1st Decade (1940-1950)
Love
Recounted by
Monica
Lomnavah
(Spouse of the Original Abeku)
I enjoyed working at the Ministry of Education after my O’ levels that summer of 1961. I was young and free, I got to meet a lot of people, escape from Ma Glover’s all-seeing eyes and practice my communications skills. There was a buzz among the young ladies that one Andrew Evans Quayson from London was working in the Information Section but I did not even act interested when he approached me the first time. Will you believe that the Ghanaian economy was so good at that time that people came from abroad to do vacation jobs in Ghana?
He was well spoken and a true gentleman but his Fante was terrible! Under the guise of teaching him Fante we became close and were inseparable. It was Anyako Fante versus British Fante!
Truthfully, when Abeku returned to Ghana that summer of 1961, he soon realized that he had strayed far from his roots. He could not communicate in Fante, his mother tongue and Ga his second local language. He had become a pure British Fante. He really was serious about getting involved and integrating into the Ghanaian society and that is why he had taken the vacation job at the Information Section of the Ministry of Education.
So all the time he was welcoming the very first batch of American Peace Corps volunteers in Ghana in August 1961, Abeku was “learning Fante” under my tutelage. And it did not hurt that he loved to dance like me, so we always found fun things to do.

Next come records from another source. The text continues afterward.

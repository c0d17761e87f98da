use std::path::Path;
use std::process::{Command, Stdio};

#[derive(Debug, Clone, PartialEq, Eq, Default)]
pub struct CommandOutput {
    pub success: bool,
    pub stdout: String,
    pub stderr: String,
}

impl CommandOutput {
    pub fn ok(stdout: impl Into<String>) -> Self {
        Self {
            success: true,
            stdout: stdout.into(),
            stderr: String::new(),
        }
    }

    pub fn failed(stderr: impl Into<String>) -> Self {
        Self {
            success: false,
            stdout: String::new(),
            stderr: stderr.into(),
        }
    }

    /// Trimmed stderr followed by trimmed stdout, skipping empty parts.
    pub fn combined(&self) -> String {
        [self.stderr.trim(), self.stdout.trim()]
            .into_iter()
            .filter(|part| !part.is_empty())
            .collect::<Vec<_>>()
            .join("\n")
    }
}

pub fn command_line(program: &str, args: &[String]) -> String {
    if args.is_empty() {
        return program.to_string();
    }
    format!("{program} {}", args.join(" "))
}

pub fn execute(program: &str, args: &[String], cwd: Option<&Path>) -> Result<CommandOutput, String> {
    let mut command = Command::new(program);
    if let Some(cwd) = cwd {
        command.current_dir(cwd);
    }
    let output = command
        .args(args)
        .stdin(Stdio::null())
        .output()
        .map_err(|error| format!("{}: {error}", command_line(program, args)))?;

    Ok(CommandOutput {
        success: output.status.success(),
        stdout: String::from_utf8_lossy(&output.stdout).to_string(),
        stderr: String::from_utf8_lossy(&output.stderr).to_string(),
    })
}

/// Runs with the terminal attached and waits for the child to exit.
pub fn execute_interactive(program: &str, args: &[String]) -> Result<(), String> {
    let status = Command::new(program)
        .args(args)
        .stdin(Stdio::inherit())
        .stdout(Stdio::inherit())
        .stderr(Stdio::inherit())
        .status()
        .map_err(|error| format!("{}: {error}", command_line(program, args)))?;

    if status.success() {
        return Ok(());
    }
    Err(format!("{}: exit status {status}", command_line(program, args)))
}

pub fn failure_message(program: &str, args: &[String], output: &CommandOutput) -> String {
    let detail = output.combined();
    if detail.is_empty() {
        return format!("{}: command failed", command_line(program, args));
    }
    format!("{}: {detail}", command_line(program, args))
}

/// `stty sane` against the controlling terminal.
pub fn reset_terminal() -> Result<(), String> {
    let status = Command::new("stty")
        .arg("sane")
        .stdin(Stdio::inherit())
        .status()
        .map_err(|error| format!("stty sane: {error}"))?;
    if status.success() {
        return Ok(());
    }
    Err(format!("stty sane: exit status {status}"))
}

I missed my dear friend Abeku when he returned to the UK in September 1961, although we made sure that we kept in touch through long letters. I guess you can say that is how I started writing convincing briefs as a lawyer; I was determined to keep him as a dear friend. And of course to make sure he came back to Ghana in 1963 after graduation to resume our relationship.
When Andrew proposed to me in 1968, I did not dither and we immediately got married in June 1969 at a society wedding that made the front page of the Sunday Mirror.
I knew I had snagged a gem; my own British Fante, Abee!